* [What to produce]:
For every line in the records that has the word "ToolRouter", make a copy.

* [The records]:
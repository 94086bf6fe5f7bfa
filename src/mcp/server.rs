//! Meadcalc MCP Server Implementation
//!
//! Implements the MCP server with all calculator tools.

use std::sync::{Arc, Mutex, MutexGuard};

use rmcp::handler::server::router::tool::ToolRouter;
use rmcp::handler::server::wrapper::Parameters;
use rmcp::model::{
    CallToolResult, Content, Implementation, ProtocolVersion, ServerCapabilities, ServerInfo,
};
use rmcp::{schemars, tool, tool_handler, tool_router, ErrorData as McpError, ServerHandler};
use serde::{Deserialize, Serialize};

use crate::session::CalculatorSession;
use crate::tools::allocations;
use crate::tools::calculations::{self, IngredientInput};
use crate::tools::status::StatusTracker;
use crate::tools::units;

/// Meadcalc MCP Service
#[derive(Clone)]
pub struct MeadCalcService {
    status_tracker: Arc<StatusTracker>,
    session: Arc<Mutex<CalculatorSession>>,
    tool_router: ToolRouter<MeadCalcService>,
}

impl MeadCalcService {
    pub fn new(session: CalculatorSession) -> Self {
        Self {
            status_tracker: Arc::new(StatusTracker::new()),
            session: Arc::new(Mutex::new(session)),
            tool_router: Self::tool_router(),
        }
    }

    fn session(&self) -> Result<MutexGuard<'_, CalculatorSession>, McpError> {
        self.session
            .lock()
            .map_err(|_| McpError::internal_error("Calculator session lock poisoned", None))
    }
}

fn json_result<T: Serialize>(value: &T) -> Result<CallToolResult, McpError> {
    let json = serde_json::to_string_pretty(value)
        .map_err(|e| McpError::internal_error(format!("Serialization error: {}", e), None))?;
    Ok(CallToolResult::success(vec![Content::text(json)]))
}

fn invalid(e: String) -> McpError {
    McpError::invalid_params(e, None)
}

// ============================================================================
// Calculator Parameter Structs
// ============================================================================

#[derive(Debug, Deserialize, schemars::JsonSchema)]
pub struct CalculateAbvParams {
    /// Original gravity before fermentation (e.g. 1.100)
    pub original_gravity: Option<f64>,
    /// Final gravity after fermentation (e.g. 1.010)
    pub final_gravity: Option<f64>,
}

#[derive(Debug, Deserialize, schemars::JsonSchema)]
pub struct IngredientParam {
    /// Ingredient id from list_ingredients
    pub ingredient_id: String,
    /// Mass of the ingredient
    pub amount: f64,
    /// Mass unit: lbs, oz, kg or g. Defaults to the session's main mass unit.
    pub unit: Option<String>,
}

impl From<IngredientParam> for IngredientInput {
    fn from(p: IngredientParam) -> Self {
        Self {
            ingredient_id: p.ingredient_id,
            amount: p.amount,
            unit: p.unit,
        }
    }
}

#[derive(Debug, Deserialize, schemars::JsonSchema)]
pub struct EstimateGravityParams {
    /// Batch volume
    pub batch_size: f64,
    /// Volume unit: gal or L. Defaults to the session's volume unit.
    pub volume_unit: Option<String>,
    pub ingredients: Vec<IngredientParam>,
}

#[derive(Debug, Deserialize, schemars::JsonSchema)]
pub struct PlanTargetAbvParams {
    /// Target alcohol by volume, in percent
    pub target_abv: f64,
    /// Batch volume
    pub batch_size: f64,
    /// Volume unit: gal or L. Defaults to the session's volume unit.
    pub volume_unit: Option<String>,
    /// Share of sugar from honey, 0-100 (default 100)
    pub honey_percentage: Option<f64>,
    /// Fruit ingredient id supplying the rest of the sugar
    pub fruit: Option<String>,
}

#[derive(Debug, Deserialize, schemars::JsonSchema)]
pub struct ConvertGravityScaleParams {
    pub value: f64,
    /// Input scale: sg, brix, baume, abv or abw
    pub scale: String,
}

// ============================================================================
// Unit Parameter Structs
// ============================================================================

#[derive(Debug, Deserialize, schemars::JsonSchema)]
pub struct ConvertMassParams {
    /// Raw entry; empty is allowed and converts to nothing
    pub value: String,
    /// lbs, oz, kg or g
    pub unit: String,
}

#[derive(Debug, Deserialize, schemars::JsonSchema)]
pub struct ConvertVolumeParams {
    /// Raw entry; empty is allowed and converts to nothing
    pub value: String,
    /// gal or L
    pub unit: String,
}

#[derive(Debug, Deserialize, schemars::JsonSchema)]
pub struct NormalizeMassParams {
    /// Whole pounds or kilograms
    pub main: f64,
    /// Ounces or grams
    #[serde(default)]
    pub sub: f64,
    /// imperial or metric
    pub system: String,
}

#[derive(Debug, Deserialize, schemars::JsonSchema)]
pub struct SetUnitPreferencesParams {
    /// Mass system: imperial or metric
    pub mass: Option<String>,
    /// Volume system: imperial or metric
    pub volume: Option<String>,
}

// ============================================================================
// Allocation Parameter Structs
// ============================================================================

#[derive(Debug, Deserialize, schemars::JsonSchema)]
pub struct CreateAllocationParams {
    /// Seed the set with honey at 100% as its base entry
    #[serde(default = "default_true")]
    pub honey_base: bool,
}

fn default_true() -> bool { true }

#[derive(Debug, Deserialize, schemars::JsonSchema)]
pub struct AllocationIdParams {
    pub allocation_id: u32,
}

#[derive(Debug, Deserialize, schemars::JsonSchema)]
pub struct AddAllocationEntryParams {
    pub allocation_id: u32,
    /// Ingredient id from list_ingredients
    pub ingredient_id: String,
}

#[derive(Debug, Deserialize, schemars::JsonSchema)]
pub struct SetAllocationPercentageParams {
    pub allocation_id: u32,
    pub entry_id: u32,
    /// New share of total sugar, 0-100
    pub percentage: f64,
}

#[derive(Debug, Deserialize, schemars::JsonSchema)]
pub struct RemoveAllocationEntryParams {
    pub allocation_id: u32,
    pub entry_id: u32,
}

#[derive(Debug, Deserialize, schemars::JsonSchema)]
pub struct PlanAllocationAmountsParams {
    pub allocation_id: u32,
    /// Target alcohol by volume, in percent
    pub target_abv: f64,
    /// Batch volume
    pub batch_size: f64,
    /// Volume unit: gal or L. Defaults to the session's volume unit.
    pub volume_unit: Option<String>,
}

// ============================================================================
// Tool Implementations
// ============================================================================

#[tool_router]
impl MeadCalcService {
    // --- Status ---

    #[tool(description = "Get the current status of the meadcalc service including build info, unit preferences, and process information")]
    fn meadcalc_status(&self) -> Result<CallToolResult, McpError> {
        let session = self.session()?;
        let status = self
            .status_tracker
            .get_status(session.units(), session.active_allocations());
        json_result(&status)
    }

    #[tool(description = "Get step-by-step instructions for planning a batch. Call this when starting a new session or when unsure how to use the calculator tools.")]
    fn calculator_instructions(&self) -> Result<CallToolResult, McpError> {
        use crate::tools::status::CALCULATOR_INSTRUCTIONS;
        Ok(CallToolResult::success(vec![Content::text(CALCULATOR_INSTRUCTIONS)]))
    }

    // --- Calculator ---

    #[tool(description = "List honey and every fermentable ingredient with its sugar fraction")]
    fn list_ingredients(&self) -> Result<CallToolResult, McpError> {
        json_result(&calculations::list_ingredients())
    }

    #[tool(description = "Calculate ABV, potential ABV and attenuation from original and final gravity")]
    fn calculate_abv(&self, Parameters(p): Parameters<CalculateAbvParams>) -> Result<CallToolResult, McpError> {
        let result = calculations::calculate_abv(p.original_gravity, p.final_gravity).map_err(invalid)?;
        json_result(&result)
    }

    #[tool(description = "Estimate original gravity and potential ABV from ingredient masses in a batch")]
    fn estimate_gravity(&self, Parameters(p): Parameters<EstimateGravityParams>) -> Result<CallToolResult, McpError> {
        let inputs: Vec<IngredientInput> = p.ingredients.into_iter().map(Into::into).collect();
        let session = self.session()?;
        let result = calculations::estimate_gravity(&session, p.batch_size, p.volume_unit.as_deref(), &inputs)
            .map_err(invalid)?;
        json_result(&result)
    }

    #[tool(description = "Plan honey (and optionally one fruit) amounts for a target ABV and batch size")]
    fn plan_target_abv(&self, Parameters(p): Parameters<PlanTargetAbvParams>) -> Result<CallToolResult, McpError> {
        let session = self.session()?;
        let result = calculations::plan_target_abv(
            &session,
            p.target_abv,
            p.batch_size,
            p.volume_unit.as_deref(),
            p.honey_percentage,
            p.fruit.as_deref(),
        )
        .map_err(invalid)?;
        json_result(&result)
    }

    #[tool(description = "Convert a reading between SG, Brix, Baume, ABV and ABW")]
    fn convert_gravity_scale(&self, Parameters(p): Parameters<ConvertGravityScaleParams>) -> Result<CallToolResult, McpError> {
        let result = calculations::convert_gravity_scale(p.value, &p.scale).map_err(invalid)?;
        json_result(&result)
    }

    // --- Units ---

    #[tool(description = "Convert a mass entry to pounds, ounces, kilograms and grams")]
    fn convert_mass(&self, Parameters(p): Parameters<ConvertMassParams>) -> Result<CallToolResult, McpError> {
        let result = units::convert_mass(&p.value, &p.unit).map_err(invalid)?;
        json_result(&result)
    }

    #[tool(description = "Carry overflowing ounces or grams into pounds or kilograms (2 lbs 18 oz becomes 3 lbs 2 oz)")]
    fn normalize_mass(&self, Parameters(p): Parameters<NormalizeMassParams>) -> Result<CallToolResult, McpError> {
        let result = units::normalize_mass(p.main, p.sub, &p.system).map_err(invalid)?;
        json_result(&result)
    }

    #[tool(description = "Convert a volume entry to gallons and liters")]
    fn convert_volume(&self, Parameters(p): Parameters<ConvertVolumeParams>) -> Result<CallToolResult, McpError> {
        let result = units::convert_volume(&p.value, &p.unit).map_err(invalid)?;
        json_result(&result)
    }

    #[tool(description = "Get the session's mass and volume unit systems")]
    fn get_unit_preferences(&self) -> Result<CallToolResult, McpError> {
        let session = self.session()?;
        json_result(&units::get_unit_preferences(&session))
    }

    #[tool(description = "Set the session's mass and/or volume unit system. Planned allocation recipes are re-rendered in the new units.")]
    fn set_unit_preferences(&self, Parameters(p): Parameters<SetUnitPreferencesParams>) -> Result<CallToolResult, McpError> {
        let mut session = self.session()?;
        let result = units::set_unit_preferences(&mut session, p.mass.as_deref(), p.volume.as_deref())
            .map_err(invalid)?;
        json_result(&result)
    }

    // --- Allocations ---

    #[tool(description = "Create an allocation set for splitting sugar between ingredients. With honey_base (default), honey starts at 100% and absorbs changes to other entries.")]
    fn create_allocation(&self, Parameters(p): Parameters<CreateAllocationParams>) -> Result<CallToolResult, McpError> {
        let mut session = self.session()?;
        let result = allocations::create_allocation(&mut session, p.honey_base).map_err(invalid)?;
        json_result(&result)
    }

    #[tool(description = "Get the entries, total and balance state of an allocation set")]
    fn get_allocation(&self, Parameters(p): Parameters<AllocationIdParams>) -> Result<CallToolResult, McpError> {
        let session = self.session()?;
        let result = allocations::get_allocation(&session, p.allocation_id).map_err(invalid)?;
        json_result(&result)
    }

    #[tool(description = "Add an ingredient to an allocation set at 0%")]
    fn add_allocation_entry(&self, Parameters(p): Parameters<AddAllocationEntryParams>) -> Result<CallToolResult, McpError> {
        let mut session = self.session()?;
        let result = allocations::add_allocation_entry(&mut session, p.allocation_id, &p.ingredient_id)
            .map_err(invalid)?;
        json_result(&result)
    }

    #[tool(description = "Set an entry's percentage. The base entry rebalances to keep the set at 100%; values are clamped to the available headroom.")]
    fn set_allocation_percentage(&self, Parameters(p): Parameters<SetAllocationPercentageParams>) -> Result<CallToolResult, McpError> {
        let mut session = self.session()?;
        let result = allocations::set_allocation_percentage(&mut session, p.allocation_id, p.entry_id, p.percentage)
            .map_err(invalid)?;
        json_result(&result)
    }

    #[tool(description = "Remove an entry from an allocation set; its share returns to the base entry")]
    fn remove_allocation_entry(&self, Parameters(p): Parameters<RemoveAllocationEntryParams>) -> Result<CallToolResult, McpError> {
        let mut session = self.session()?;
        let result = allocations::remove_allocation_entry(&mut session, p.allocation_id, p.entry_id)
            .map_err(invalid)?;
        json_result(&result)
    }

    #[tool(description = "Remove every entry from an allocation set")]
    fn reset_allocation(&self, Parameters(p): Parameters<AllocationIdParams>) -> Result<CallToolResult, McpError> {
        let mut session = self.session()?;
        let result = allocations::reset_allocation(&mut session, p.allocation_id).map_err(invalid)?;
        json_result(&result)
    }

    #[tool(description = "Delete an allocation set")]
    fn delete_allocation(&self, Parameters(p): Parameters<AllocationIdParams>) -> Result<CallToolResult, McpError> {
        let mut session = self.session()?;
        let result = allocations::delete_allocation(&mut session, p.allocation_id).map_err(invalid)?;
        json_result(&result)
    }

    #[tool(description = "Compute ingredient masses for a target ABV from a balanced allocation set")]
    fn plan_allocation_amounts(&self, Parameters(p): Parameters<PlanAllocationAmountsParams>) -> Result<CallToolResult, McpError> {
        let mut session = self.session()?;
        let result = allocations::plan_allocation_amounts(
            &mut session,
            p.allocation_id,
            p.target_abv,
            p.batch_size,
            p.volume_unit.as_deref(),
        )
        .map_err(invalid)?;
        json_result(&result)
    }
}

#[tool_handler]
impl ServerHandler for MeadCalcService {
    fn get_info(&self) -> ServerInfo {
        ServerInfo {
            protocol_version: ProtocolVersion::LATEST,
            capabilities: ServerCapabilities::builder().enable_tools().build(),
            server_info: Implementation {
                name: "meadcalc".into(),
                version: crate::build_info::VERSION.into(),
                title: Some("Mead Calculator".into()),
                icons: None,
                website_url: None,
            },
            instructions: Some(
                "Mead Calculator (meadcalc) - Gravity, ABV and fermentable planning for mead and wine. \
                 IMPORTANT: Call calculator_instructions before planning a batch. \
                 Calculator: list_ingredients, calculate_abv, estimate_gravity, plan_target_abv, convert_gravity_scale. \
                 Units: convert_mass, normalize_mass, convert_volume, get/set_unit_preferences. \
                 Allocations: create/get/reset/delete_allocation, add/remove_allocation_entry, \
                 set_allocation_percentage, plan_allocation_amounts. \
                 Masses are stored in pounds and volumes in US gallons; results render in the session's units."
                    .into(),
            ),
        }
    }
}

* [Task answer]:
use rmcp::handler::server::router::tool::ToolRouter;
    tool_router: ToolRouter<MeadCalcService>,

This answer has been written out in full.